Copy out each line in the material below that has the word "after".

_ _ _ _

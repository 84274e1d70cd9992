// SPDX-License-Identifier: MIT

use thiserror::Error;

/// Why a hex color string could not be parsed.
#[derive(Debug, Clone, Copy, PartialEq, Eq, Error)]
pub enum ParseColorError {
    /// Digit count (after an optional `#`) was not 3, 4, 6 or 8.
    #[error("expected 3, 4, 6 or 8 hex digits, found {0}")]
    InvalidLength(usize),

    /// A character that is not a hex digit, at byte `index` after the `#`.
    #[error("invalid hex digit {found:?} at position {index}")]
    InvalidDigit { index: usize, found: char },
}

_ _ _ _

:: Result of the task ::
    /// Digit count (after an optional `#`) was not 3, 4, 6 or 8.
    /// A character that is not a hex digit, at byte `index` after the `#`.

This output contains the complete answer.